BEGIN Provided data

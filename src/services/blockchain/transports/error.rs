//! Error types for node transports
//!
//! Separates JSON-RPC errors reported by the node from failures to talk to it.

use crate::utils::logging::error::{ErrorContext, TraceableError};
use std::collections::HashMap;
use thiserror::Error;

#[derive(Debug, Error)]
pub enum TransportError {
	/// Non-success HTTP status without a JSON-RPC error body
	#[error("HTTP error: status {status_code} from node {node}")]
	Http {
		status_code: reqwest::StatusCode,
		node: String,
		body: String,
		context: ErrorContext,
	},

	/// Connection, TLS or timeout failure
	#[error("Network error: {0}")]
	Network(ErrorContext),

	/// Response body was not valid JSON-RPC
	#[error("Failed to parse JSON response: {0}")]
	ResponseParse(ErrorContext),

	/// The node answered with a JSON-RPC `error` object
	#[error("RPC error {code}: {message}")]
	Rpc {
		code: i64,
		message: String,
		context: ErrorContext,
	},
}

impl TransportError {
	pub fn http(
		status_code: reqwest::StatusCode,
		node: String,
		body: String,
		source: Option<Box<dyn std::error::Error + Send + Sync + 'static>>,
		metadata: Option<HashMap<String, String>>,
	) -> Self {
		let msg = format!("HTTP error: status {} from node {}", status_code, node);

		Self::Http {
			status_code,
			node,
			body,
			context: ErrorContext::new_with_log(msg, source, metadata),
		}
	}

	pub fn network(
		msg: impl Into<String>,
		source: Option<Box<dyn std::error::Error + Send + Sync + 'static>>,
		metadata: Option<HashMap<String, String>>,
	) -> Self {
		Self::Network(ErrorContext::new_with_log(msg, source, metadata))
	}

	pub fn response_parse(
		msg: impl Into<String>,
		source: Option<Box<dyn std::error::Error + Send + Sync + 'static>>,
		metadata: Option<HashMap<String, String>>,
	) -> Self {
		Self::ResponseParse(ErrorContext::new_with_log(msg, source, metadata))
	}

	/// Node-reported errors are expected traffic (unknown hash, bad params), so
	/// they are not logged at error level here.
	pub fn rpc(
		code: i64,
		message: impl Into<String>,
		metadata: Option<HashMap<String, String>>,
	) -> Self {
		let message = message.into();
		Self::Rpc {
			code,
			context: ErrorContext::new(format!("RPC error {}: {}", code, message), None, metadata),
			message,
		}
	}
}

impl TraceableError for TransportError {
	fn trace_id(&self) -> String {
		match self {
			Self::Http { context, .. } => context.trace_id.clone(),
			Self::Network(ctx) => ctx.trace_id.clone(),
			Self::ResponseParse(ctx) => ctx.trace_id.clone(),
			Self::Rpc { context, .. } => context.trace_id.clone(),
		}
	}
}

END Provided data
BEGIN Provided data

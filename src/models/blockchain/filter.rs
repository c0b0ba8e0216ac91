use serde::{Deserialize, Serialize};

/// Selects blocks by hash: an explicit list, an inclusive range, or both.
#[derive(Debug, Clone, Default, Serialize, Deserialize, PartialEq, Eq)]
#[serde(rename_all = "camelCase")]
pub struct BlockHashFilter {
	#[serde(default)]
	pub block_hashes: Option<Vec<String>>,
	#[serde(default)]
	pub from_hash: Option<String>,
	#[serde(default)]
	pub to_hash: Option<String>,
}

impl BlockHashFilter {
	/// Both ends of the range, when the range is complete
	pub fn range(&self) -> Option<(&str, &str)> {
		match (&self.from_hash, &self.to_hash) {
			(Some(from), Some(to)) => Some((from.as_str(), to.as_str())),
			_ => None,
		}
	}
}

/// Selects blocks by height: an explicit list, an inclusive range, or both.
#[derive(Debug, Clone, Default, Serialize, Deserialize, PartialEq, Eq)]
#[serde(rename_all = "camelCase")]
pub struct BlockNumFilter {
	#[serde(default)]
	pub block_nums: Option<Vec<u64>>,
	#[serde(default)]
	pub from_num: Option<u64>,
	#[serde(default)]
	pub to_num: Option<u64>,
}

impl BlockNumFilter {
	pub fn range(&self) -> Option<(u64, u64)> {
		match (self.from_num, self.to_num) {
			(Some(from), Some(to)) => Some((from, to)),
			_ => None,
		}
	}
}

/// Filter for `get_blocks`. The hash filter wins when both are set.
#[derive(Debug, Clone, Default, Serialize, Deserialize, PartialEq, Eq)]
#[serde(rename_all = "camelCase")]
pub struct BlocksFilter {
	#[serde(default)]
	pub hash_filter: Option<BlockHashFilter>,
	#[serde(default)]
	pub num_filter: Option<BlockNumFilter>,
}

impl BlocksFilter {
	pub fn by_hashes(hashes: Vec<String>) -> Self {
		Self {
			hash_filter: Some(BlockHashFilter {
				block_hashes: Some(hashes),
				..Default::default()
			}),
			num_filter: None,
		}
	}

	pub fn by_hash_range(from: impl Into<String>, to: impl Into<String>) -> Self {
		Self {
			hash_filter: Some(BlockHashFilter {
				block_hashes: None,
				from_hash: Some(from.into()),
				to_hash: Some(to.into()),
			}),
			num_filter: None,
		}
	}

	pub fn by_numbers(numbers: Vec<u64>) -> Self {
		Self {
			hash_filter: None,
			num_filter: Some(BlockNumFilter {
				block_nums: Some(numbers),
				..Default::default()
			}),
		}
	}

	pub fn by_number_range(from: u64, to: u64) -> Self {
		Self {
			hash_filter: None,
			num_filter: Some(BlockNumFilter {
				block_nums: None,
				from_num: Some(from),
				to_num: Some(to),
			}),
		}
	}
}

END Provided data

**What you should do:** Reproduce every line above containing "reported".

**Result of this exercise:**
//! Separates JSON-RPC errors reported by the node from failures to talk to it.
	/// Node-reported errors are expected traffic (unknown hash, bad params), so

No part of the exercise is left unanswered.